Exercise brief: Check each line of the entries below for the string "with"; copy every line where it appears.
(Data for processing begins)
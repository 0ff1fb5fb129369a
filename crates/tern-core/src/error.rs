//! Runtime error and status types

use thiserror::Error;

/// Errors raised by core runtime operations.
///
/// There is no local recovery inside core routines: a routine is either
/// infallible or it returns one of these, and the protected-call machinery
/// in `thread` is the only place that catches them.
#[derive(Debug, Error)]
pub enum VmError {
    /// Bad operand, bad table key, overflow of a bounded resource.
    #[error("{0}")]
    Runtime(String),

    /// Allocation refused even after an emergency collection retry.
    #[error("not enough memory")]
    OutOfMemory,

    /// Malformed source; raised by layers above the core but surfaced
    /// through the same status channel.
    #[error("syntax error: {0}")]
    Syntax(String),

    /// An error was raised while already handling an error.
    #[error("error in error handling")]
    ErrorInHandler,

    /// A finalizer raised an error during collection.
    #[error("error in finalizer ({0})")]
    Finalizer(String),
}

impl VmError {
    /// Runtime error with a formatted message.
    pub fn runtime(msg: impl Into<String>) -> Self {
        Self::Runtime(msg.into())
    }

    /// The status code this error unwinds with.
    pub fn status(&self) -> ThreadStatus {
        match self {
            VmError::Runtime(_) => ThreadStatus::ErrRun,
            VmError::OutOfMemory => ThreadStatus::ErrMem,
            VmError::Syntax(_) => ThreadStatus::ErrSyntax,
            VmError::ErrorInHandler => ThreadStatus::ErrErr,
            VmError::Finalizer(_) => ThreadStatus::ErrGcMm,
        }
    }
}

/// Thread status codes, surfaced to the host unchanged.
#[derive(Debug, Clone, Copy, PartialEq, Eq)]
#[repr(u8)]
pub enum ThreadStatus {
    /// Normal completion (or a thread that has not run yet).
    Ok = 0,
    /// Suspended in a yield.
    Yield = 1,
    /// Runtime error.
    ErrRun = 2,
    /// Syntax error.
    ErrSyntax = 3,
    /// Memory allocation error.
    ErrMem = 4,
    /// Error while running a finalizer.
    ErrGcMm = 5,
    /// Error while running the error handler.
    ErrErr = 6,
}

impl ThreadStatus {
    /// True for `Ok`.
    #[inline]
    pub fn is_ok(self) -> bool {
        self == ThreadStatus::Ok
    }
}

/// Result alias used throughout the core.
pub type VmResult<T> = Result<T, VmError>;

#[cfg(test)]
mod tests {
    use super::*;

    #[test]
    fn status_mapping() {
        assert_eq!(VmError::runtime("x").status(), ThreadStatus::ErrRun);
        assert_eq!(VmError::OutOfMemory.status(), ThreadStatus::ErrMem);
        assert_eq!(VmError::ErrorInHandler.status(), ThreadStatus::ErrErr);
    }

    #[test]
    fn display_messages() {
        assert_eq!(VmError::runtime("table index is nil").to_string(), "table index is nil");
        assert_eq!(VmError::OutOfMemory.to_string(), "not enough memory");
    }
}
(Data for processing ends)
Answer for this exercise:
    /// Runtime error with a formatted message.
    /// The status code this error unwinds with.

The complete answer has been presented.